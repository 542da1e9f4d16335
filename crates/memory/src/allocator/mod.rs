//! Memory allocation strategies behind one capability interface.
//!
//! Five strategies with very different lifetime/safety/performance
//! tradeoffs implement [`AllocStrategy`]. The strategy is chosen as a
//! value at construction time via the [`Allocator`] enum, not through a
//! trait-object hierarchy, so allocator choice is data and tests can
//! substitute one strategy for another.

mod arena;
mod fixed;
mod general;
mod page;
mod passthrough;

pub use arena::{ArenaAllocator, ArenaConfig};
pub use fixed::FixedBufferAllocator;
pub use general::GeneralPurposeAllocator;
pub use page::PageAllocator;
pub use passthrough::PassthroughAllocator;

use core::alloc::Layout;

use crate::error::{MemoryError, MemoryResult};
use crate::region::Region;
use crate::stats::{AllocatorStats, StatisticsProvider};

/// Uniform allocation contract implemented by every strategy.
///
/// # Safety of `release`
///
/// `release` is unsafe because most strategies trust the caller that the
/// region was issued by this allocator and is still live; violating that
/// is undefined behavior for the page, fixed-buffer and passthrough
/// strategies. The general-purpose strategy validates the region against
/// its ledger before touching memory and reports [`MemoryError::InvalidRelease`]
/// instead, which is the reason to pick it when misuse must be observable.
pub trait AllocStrategy {
    /// Allocates a region for `layout`.
    ///
    /// The returned region's memory is uninitialized. Zero-sized layouts
    /// succeed and yield an empty region with a dangling, aligned pointer.
    fn allocate(&self, layout: Layout) -> MemoryResult<Region>;

    /// Releases a region previously issued by this allocator.
    ///
    /// # Safety
    ///
    /// - `region` must have been returned by `allocate` on this allocator
    /// - `region` must not have been released before
    /// - No pointers into the region may be used afterwards
    unsafe fn release(&self, region: Region) -> MemoryResult<()>;

    /// Number of successful allocations made by this allocator.
    fn allocation_count(&self) -> usize;

    /// Bytes currently allocated and not yet released.
    fn outstanding_bytes(&self) -> usize;

    /// Convenience wrapper building and validating the layout from raw
    /// size and alignment.
    fn allocate_bytes(&self, size: usize, align: usize) -> MemoryResult<Region> {
        if !align.is_power_of_two() {
            return Err(MemoryError::invalid_alignment(align));
        }
        let layout = Layout::from_size_align(size, align)
            .map_err(|_| MemoryError::size_overflow(size, align))?;
        self.allocate(layout)
    }
}

/// Which strategy an [`Allocator`] was built with.
#[derive(Debug, Clone, Copy, PartialEq, Eq, Hash)]
pub enum StrategyKind {
    /// Every allocation is a direct system mapping request
    Page,
    /// Bump allocation from a growing chunk chain, bulk reclaim only
    Arena,
    /// Bump allocation from a caller-supplied buffer that never grows
    FixedBuffer,
    /// Ledger-backed allocator that detects release misuse and leaks
    GeneralPurpose,
    /// Thin wrapper over the platform allocator, no misuse detection
    Passthrough,
}

impl StrategyKind {
    /// Short stable name, for diagnostics and logging.
    #[must_use]
    pub fn as_str(self) -> &'static str {
        match self {
            Self::Page => "page",
            Self::Arena => "arena",
            Self::FixedBuffer => "fixed-buffer",
            Self::GeneralPurpose => "general-purpose",
            Self::Passthrough => "passthrough",
        }
    }
}

impl core::fmt::Display for StrategyKind {
    fn fmt(&self, f: &mut core::fmt::Formatter<'_>) -> core::fmt::Result {
        f.write_str(self.as_str())
    }
}

/// An allocation strategy chosen at construction time.
///
/// # Examples
///
/// ```
/// use crucible_memory::prelude::*;
///
/// let allocator = Allocator::fixed_buffer(1024)?;
/// let region = allocator.allocate_bytes(64, 8)?;
/// assert_eq!(region.len(), 64);
/// unsafe { allocator.release(region)? };
/// # Ok::<(), crucible_memory::MemoryError>(())
/// ```
#[derive(Debug)]
pub enum Allocator {
    /// See [`PageAllocator`]
    Page(PageAllocator),
    /// See [`ArenaAllocator`]
    Arena(ArenaAllocator),
    /// See [`FixedBufferAllocator`]
    FixedBuffer(FixedBufferAllocator),
    /// See [`GeneralPurposeAllocator`]
    GeneralPurpose(GeneralPurposeAllocator),
    /// See [`PassthroughAllocator`]
    Passthrough(PassthroughAllocator),
}

impl Allocator {
    /// Page-mapping strategy: every request goes straight to the system.
    #[must_use]
    pub fn page() -> Self {
        Self::Page(PageAllocator::new())
    }

    /// Arena strategy with the given configuration.
    pub fn arena(config: ArenaConfig) -> MemoryResult<Self> {
        Ok(Self::Arena(ArenaAllocator::with_config(config)?))
    }

    /// Fixed-buffer strategy backed by a fresh buffer of `capacity` bytes.
    pub fn fixed_buffer(capacity: usize) -> MemoryResult<Self> {
        Ok(Self::FixedBuffer(FixedBufferAllocator::with_capacity(
            capacity,
        )?))
    }

    /// Fixed-buffer strategy over a caller-supplied buffer.
    #[must_use]
    pub fn fixed_buffer_from(buffer: Box<[u8]>) -> Self {
        Self::FixedBuffer(FixedBufferAllocator::from_boxed_slice(buffer))
    }

    /// Ledger-backed strategy that detects double release and leaks.
    #[must_use]
    pub fn general_purpose() -> Self {
        Self::GeneralPurpose(GeneralPurposeAllocator::new())
    }

    /// Thin platform-allocator wrapper with minimal bookkeeping.
    #[must_use]
    pub fn passthrough() -> Self {
        Self::Passthrough(PassthroughAllocator::new())
    }

    /// Which strategy this allocator was built with.
    #[must_use]
    pub fn kind(&self) -> StrategyKind {
        match self {
            Self::Page(_) => StrategyKind::Page,
            Self::Arena(_) => StrategyKind::Arena,
            Self::FixedBuffer(_) => StrategyKind::FixedBuffer,
            Self::GeneralPurpose(_) => StrategyKind::GeneralPurpose,
            Self::Passthrough(_) => StrategyKind::Passthrough,
        }
    }

    /// Tears the allocator down.
    ///
    /// The arena reclaims every outstanding region in this one operation.
    /// The other tracking strategies report a leak if regions are still
    /// outstanding; the passthrough strategy tracks nothing and always
    /// succeeds.
    pub fn destroy(self) -> MemoryResult<()> {
        match self {
            Self::Page(inner) => inner.destroy(),
            Self::Arena(inner) => inner.destroy(),
            Self::FixedBuffer(inner) => inner.destroy(),
            Self::GeneralPurpose(inner) => inner.destroy(),
            Self::Passthrough(inner) => inner.destroy(),
        }
    }
}

impl AllocStrategy for Allocator {
    fn allocate(&self, layout: Layout) -> MemoryResult<Region> {
        match self {
            Self::Page(inner) => inner.allocate(layout),
            Self::Arena(inner) => inner.allocate(layout),
            Self::FixedBuffer(inner) => inner.allocate(layout),
            Self::GeneralPurpose(inner) => inner.allocate(layout),
            Self::Passthrough(inner) => inner.allocate(layout),
        }
    }

    unsafe fn release(&self, region: Region) -> MemoryResult<()> {
        // SAFETY: forwarded contract — the caller's obligations are exactly
        // those of the underlying strategy.
        unsafe {
            match self {
                Self::Page(inner) => inner.release(region),
                Self::Arena(inner) => inner.release(region),
                Self::FixedBuffer(inner) => inner.release(region),
                Self::GeneralPurpose(inner) => inner.release(region),
                Self::Passthrough(inner) => inner.release(region),
            }
        }
    }

    fn allocation_count(&self) -> usize {
        match self {
            Self::Page(inner) => inner.allocation_count(),
            Self::Arena(inner) => inner.allocation_count(),
            Self::FixedBuffer(inner) => inner.allocation_count(),
            Self::GeneralPurpose(inner) => inner.allocation_count(),
            Self::Passthrough(inner) => inner.allocation_count(),
        }
    }

    fn outstanding_bytes(&self) -> usize {
        match self {
            Self::Page(inner) => inner.outstanding_bytes(),
            Self::Arena(inner) => inner.outstanding_bytes(),
            Self::FixedBuffer(inner) => inner.outstanding_bytes(),
            Self::GeneralPurpose(inner) => inner.outstanding_bytes(),
            Self::Passthrough(inner) => inner.outstanding_bytes(),
        }
    }
}

impl StatisticsProvider for Allocator {
    fn statistics(&self) -> AllocatorStats {
        match self {
            Self::Page(inner) => inner.statistics(),
            Self::Arena(inner) => inner.statistics(),
            Self::FixedBuffer(inner) => inner.statistics(),
            Self::GeneralPurpose(inner) => inner.statistics(),
            Self::Passthrough(inner) => inner.statistics(),
        }
    }

    fn reset_statistics(&self) {
        match self {
            Self::Page(inner) => inner.reset_statistics(),
            Self::Arena(inner) => inner.reset_statistics(),
            Self::FixedBuffer(inner) => inner.reset_statistics(),
            Self::GeneralPurpose(inner) => inner.reset_statistics(),
            Self::Passthrough(inner) => inner.reset_statistics(),
        }
    }
}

============

**WHAT THE TASK ASKS**: Which lines in the records above contain the string "leaks"? Copy them.

**RESPONSE TO THE EXERCISE**:
    /// Ledger-backed allocator that detects release misuse and leaks
    /// Ledger-backed strategy that detects double release and leaks.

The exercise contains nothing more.